◆ **WHAT IS REQUIRED**: The lines from the start of the records below through the line containing "by list views." are to be copied exactly, both ends included, with nothing added.

◇ ◇ ◇ ◇

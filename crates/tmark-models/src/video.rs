//! Video domain models.

use chrono::{DateTime, Utc};
use schemars::JsonSchema;
use serde::{Deserialize, Serialize};
use std::fmt;
use uuid::Uuid;

/// Length of a canonical YouTube video identifier.
pub const YOUTUBE_ID_LEN: usize = 11;

/// Canonical 11-character YouTube video identifier.
///
/// This is the sole deduplication key for ingestion: two URLs that
/// canonicalize to the same `YoutubeId` are the same video.
#[derive(Debug, Clone, PartialEq, Eq, Hash, Serialize, Deserialize, JsonSchema)]
#[serde(transparent)]
pub struct YoutubeId(String);

impl YoutubeId {
    /// Wrap a raw identifier, returning `None` unless it is exactly eleven
    /// characters of `[A-Za-z0-9_-]`.
    pub fn new(raw: impl Into<String>) -> Option<Self> {
        let raw = raw.into();
        if Self::is_valid(&raw) {
            Some(Self(raw))
        } else {
            None
        }
    }

    /// Check whether a string is a well-formed video identifier.
    pub fn is_valid(s: &str) -> bool {
        s.len() == YOUTUBE_ID_LEN
            && s.bytes()
                .all(|b| b.is_ascii_alphanumeric() || b == b'_' || b == b'-')
    }

    pub fn as_str(&self) -> &str {
        &self.0
    }

    /// Canonical watch URL for this video.
    pub fn watch_url(&self) -> String {
        format!("https://www.youtube.com/watch?v={}", self.0)
    }
}

impl fmt::Display for YoutubeId {
    fn fmt(&self, f: &mut fmt::Formatter<'_>) -> fmt::Result {
        write!(f, "{}", self.0)
    }
}

impl AsRef<str> for YoutubeId {
    fn as_ref(&self) -> &str {
        &self.0
    }
}

/// Video processing status as seen by list views.
#[derive(Debug, Clone, Copy, PartialEq, Eq, Hash, Serialize, Deserialize, JsonSchema, Default)]
#[serde(rename_all = "snake_case")]
pub enum ProcessingStatus {
    /// Queued, not yet picked up by a worker
    #[default]
    Pending,
    /// A worker is driving the enrichment pipeline
    Processing,
    /// Enrichment finished (possibly with partial artifacts)
    Completed,
    /// Enrichment failed terminally for this run
    Failed,
}

impl ProcessingStatus {
    pub fn as_str(&self) -> &'static str {
        match self {
            ProcessingStatus::Pending => "pending",
            ProcessingStatus::Processing => "processing",
            ProcessingStatus::Completed => "completed",
            ProcessingStatus::Failed => "failed",
        }
    }
}

impl fmt::Display for ProcessingStatus {
    fn fmt(&self, f: &mut fmt::Formatter<'_>) -> fmt::Result {
        write!(f, "{}", self.as_str())
    }
}

impl std::str::FromStr for ProcessingStatus {
    type Err = String;

    fn from_str(s: &str) -> Result<Self, Self::Err> {
        match s {
            "pending" => Ok(ProcessingStatus::Pending),
            "processing" => Ok(ProcessingStatus::Processing),
            "completed" => Ok(ProcessingStatus::Completed),
            "failed" => Ok(ProcessingStatus::Failed),
            other => Err(format!("unknown processing status: {other}")),
        }
    }
}

/// A video owned by a list.
///
/// Unique per `(list_id, youtube_id)`. Metadata fields stay `None` until the
/// metadata stage of enrichment has run.
#[derive(Debug, Clone, Serialize, Deserialize, JsonSchema)]
pub struct Video {
    pub id: Uuid,
    pub list_id: Uuid,
    pub youtube_id: YoutubeId,
    pub title: String,
    pub channel: Option<String>,
    /// Raw description; chapter markers are extracted from it
    #[serde(skip_serializing_if = "Option::is_none")]
    pub description: Option<String>,
    pub thumbnail_url: Option<String>,
    /// Duration in seconds, nullable until enriched
    pub duration_secs: Option<i32>,
    pub published_at: Option<DateTime<Utc>>,
    pub processing_status: ProcessingStatus,
    /// Player resume position in seconds
    pub watch_position_secs: Option<i32>,
    pub created_at: DateTime<Utc>,
    pub updated_at: DateTime<Utc>,
}

impl Video {
    /// Create a freshly ingested video row. The title defaults to the watch
    /// URL until metadata arrives.
    pub fn new(list_id: Uuid, youtube_id: YoutubeId) -> Self {
        let now = Utc::now();
        Self {
            id: Uuid::new_v4(),
            list_id,
            title: youtube_id.watch_url(),
            youtube_id,
            channel: None,
            description: None,
            thumbnail_url: None,
            duration_secs: None,
            published_at: None,
            processing_status: ProcessingStatus::Pending,
            watch_position_secs: None,
            created_at: now,
            updated_at: now,
        }
    }
}

#[cfg(test)]
mod tests {
    use super::*;

    #[test]
    fn valid_youtube_ids() {
        assert!(YoutubeId::new("dQw4w9WgXcQ").is_some());
        assert!(YoutubeId::new("abc-DEF_123").is_some());
    }

    #[test]
    fn invalid_youtube_ids() {
        assert!(YoutubeId::new("short").is_none());
        assert!(YoutubeId::new("twelve-chars0").is_none());
        assert!(YoutubeId::new("has spaces!").is_none());
        assert!(YoutubeId::new("").is_none());
    }

    #[test]
    fn watch_url_round_trip() {
        let id = YoutubeId::new("dQw4w9WgXcQ").unwrap();
        assert_eq!(id.watch_url(), "https://www.youtube.com/watch?v=dQw4w9WgXcQ");
    }

    #[test]
    fn status_round_trip() {
        for status in [
            ProcessingStatus::Pending,
            ProcessingStatus::Processing,
            ProcessingStatus::Completed,
            ProcessingStatus::Failed,
        ] {
            assert_eq!(status.as_str().parse::<ProcessingStatus>().unwrap(), status);
        }
    }

    #[test]
    fn new_video_defaults() {
        let list_id = Uuid::new_v4();
        let video = Video::new(list_id, YoutubeId::new("dQw4w9WgXcQ").unwrap());
        assert_eq!(video.processing_status, ProcessingStatus::Pending);
        assert!(video.duration_secs.is_none());
        assert!(video.title.contains("dQw4w9WgXcQ"));
    }
}
//! List repo.

use sqlx::postgres::PgRow;
use sqlx::{PgPool, Row};
use uuid::Uuid;

use tmark_models::List;

use crate::error::{or_not_found, StoreResult};

fn row_to_list(row: &PgRow) -> List {
    List {
        id: row.get("id"),
        user_id: row.get("user_id"),
        name: row.get("name"),
        created_at: row.get("created_at"),
    }
}

/// Create a list for a user.
pub async fn create(pool: &PgPool, user_id: &str, name: &str) -> StoreResult<List> {
    let row = sqlx::query(
        r#"
        INSERT INTO lists (id, user_id, name)
        VALUES ($1, $2, $3)
        RETURNING id, user_id, name, created_at
        "#,
    )
    .bind(Uuid::new_v4())
    .bind(user_id)
    .bind(name)
    .fetch_one(pool)
    .await?;

    Ok(row_to_list(&row))
}

/// Fetch a list owned by a user.
pub async fn get(pool: &PgPool, user_id: &str, list_id: Uuid) -> StoreResult<List> {
    let row = sqlx::query(
        r#"
        SELECT id, user_id, name, created_at
        FROM lists
        WHERE id = $1 AND user_id = $2
        "#,
    )
    .bind(list_id)
    .bind(user_id)
    .fetch_one(pool)
    .await
    .map_err(|e| or_not_found(e, "list"))?;

    Ok(row_to_list(&row))
}

/// All lists for a user, newest first.
pub async fn list_for_user(pool: &PgPool, user_id: &str) -> StoreResult<Vec<List>> {
    let rows = sqlx::query(
        r#"
        SELECT id, user_id, name, created_at
        FROM lists
        WHERE user_id = $1
        ORDER BY created_at DESC
        "#,
    )
    .bind(user_id)
    .fetch_all(pool)
    .await?;

    Ok(rows.iter().map(row_to_list).collect())
}

/// Delete a list and everything it owns. Returns the ids of its videos so
/// outstanding work can be canceled.
pub async fn delete(pool: &PgPool, user_id: &str, list_id: Uuid) -> StoreResult<Vec<Uuid>> {
    let mut tx = pool.begin().await?;

    let video_ids: Vec<Uuid> = sqlx::query("SELECT id FROM videos WHERE list_id = $1")
        .bind(list_id)
        .fetch_all(&mut *tx)
        .await?
        .iter()
        .map(|row| row.get("id"))
        .collect();

    let result = sqlx::query("DELETE FROM lists WHERE id = $1 AND user_id = $2")
        .bind(list_id)
        .bind(user_id)
        .execute(&mut *tx)
        .await?;

    if result.rows_affected() == 0 {
        tx.rollback().await?;
        return Err(crate::error::StoreError::not_found("list"));
    }

    tx.commit().await?;
    Ok(video_ids)
}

◇ ◇ ◇ ◇

◆ **WORKED SOLUTION**:
filename crates/tmark-models/src/video.rs
//! Video domain models.

use chrono::{DateTime, Utc};
use schemars::JsonSchema;
use serde::{Deserialize, Serialize};
use std::fmt;
use uuid::Uuid;

/// Length of a canonical YouTube video identifier.
pub const YOUTUBE_ID_LEN: usize = 11;

/// Canonical 11-character YouTube video identifier.
///
/// This is the sole deduplication key for ingestion: two URLs that
/// canonicalize to the same `YoutubeId` are the same video.
#[derive(Debug, Clone, PartialEq, Eq, Hash, Serialize, Deserialize, JsonSchema)]
#[serde(transparent)]
pub struct YoutubeId(String);

impl YoutubeId {
    /// Wrap a raw identifier, returning `None` unless it is exactly eleven
    /// characters of `[A-Za-z0-9_-]`.
    pub fn new(raw: impl Into<String>) -> Option<Self> {
        let raw = raw.into();
        if Self::is_valid(&raw) {
            Some(Self(raw))
        } else {
            None
        }
    }

    /// Check whether a string is a well-formed video identifier.
    pub fn is_valid(s: &str) -> bool {
        s.len() == YOUTUBE_ID_LEN
            && s.bytes()
                .all(|b| b.is_ascii_alphanumeric() || b == b'_' || b == b'-')
    }

    pub fn as_str(&self) -> &str {
        &self.0
    }

    /// Canonical watch URL for this video.
    pub fn watch_url(&self) -> String {
        format!("https://www.youtube.com/watch?v={}", self.0)
    }
}

impl fmt::Display for YoutubeId {
    fn fmt(&self, f: &mut fmt::Formatter<'_>) -> fmt::Result {
        write!(f, "{}", self.0)
    }
}

impl AsRef<str> for YoutubeId {
    fn as_ref(&self) -> &str {
        &self.0
    }
}

/// Video processing status as seen by list views.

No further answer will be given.